DENVER – The topic of Colorado’s much-publicized thin-air came up two days in a row at Temple’s NCAA Tournament press conferences.
Like his teammates, seniors Mark Tyndale and Chris Clark, junior Dionte Christmas, the Owls leading scorer, said he didn’t feel affected by the Mile-High State’s altitude.
Christmas’ respiratory system may have been fine, but his jump shot could’ve used some oxygen in the No. 12-seeded Owls’ 72-61 loss to No. 5 Michigan State Thursday in the first round of the NCAA Tournament Thursday at the Pepsi Center. The Owls finished the season with a 21-13 overall record.
Christmas scored a season-low three points as all but one of his 12 field goal attempts flatlined.
A tenacious defensive effort from Michigan State (26-8) didn’t help the flight pattern of the 6-foot-5 guard’s shots either.
“It was just good help defense,” said Christmas, who was held scoreless in the first half. “They were very physical. That was one of the most physical teams I’ve played against ever.”
The Spartans kept 6-foot-7 sophomore Raymar Morgan, junior Travis Walton and senior Drew Neitzel on Christmas throughout the game.
The multiple-defender strategy, dubbed the “six eyes defense,” is a takeoff on a scorer-stopping plan once employed by another Michigan team – the NBA’s Detroit Pistons.
Michigan State coach Tom Izzo said the Spartans defensive strategy on Christmas was based on the “Jordan Rules” the Pistons method of guarding six-time NBA Champion Michael Jordan in the late-1980s and early 1990s. The strategy involved keeping multiple defenders on Jordan, pressuring him and switching defenses to throw him off balance.

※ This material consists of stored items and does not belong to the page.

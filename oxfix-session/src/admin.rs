/******************************************************************************
   Author: Joaquín Béjar García
   Email: jb@taunais.com
   Date: 27/1/26
******************************************************************************/

//! Administrative message construction.
//!
//! Builders here produce message skeletons: MsgType plus the body fields
//! specific to each administrative type. The session coordinator fills the
//! standard header (comp ids, MsgSeqNum, SendingTime), runs the `to_admin`
//! hook, and computes BodyLength/CheckSum at encode time.

use chrono::{DateTime, Utc};
use oxfix_core::message::Message;
use oxfix_core::tags;
use std::time::Duration;

/// Builds a Logon (35=A) with EncryptMethod=0 and the given heartbeat
/// interval.
///
/// # Arguments
/// * `heart_bt_int` - HeartBtInt to advertise
/// * `reset_seq_num` - Whether to set ResetSeqNumFlag=Y
/// * `default_appl_ver_id` - DefaultApplVerID for FIXT sessions
#[must_use]
pub fn logon(
    heart_bt_int: Duration,
    reset_seq_num: bool,
    default_appl_ver_id: Option<&str>,
) -> Message {
    let mut msg = Message::with_msg_type("A");
    msg.body.set_u64(tags::ENCRYPT_METHOD, 0);
    msg.body.set_u64(tags::HEART_BT_INT, heart_bt_int.as_secs());
    if reset_seq_num {
        msg.body.set_bool(tags::RESET_SEQ_NUM_FLAG, true);
    }
    if let Some(ver) = default_appl_ver_id {
        msg.body.set(tags::DEFAULT_APPL_VER_ID, ver);
    }
    msg
}

/// Builds a Logout (35=5) with an optional Text reason.
#[must_use]
pub fn logout(text: Option<&str>) -> Message {
    let mut msg = Message::with_msg_type("5");
    if let Some(text) = text {
        msg.body.set(tags::TEXT, text);
    }
    msg
}

/// Builds a Heartbeat (35=0), echoing a TestReqID when responding to a
/// TestRequest.
#[must_use]
pub fn heartbeat(test_req_id: Option<&str>) -> Message {
    let mut msg = Message::with_msg_type("0");
    if let Some(id) = test_req_id {
        msg.body.set(tags::TEST_REQ_ID, id);
    }
    msg
}

/// Builds a TestRequest (35=1) carrying the given TestReqID.
#[must_use]
pub fn test_request(test_req_id: &str) -> Message {
    let mut msg = Message::with_msg_type("1");
    msg.body.set(tags::TEST_REQ_ID, test_req_id);
    msg
}

/// Builds a ResendRequest (35=2) for `[begin, end]`; `end` 0 means
/// "everything from begin onward".
#[must_use]
pub fn resend_request(begin: u64, end: u64) -> Message {
    let mut msg = Message::with_msg_type("2");
    msg.body.set_u64(tags::BEGIN_SEQ_NO, begin);
    msg.body.set_u64(tags::END_SEQ_NO, end);
    msg
}

/// Builds a SequenceReset (35=4) advancing the peer's expected target to
/// `new_seq_no`.
#[must_use]
pub fn sequence_reset(new_seq_no: u64, gap_fill: bool) -> Message {
    let mut msg = Message::with_msg_type("4");
    msg.body.set_u64(tags::NEW_SEQ_NO, new_seq_no);
    if gap_fill {
        msg.body.set_bool(tags::GAP_FILL_FLAG, true);
    }
    msg
}

/// Generates a unique TestReqID from the current instant.
#[must_use]
pub fn generate_test_req_id(now: DateTime<Utc>) -> String {
    format!("TEST{}", now.timestamp_nanos_opt().unwrap_or(0))
}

The adapted strategy worked wonders on Christmas.
“It was just something we stole from somebody,” Izzo said referring to Pistons, who won back-to-back NBA Championships in 1989 and 1990 while employing the “Jordan Rules.”
“We’ve used it for three or four years on prolific scorers that also are good penetrators.”
Despite what Izzo said, Christmas never really got into the lane that much.
Eight of his 12 misfires were launched from behind the arc.
“I just tried to press up on him a little bit. Keep a hand in his face,” Morgan said.
“I thought they switched out on Dionte great,” Temple coach Fran Dunphy said. “He was always contested. With the exception of maybe the last one in the game, I thought most of his shots were absolutely contested.”
The off-shooting night got to Christmas, who occasionally quarreled with referees over calls and voiced his displeasure with a couple of the assistant coaches as he sat on the bench.
“Dionte was being guarded like he’s never been guarded before,” Dunphy said. “He didn’t get any good looks. Certainly, he’s going to get frustrated.”
Asked why his players didn’t appear to shed tears after the game ended, Dunphy said, “I don’t think that’s the particular way these guys are.”
He also said that because of Michigan State’s late-game lead, his players saw the writing on the wall.
“[It] gave us a pretty good indication that we weren’t going to be ale to combat that,” Dunphy said. “But I think when you get into the locker room and once they sit down and think about [the loss], reflect a little bit, then they may think a little bit more emotionally about it.”
Clark sat solemnly on the bench next to junior Sergio Olmos, who placed his head in his hand as the final seconds ticked off the clock. Dunphy said Clark the “most difficult hug to make” he had to make after the game.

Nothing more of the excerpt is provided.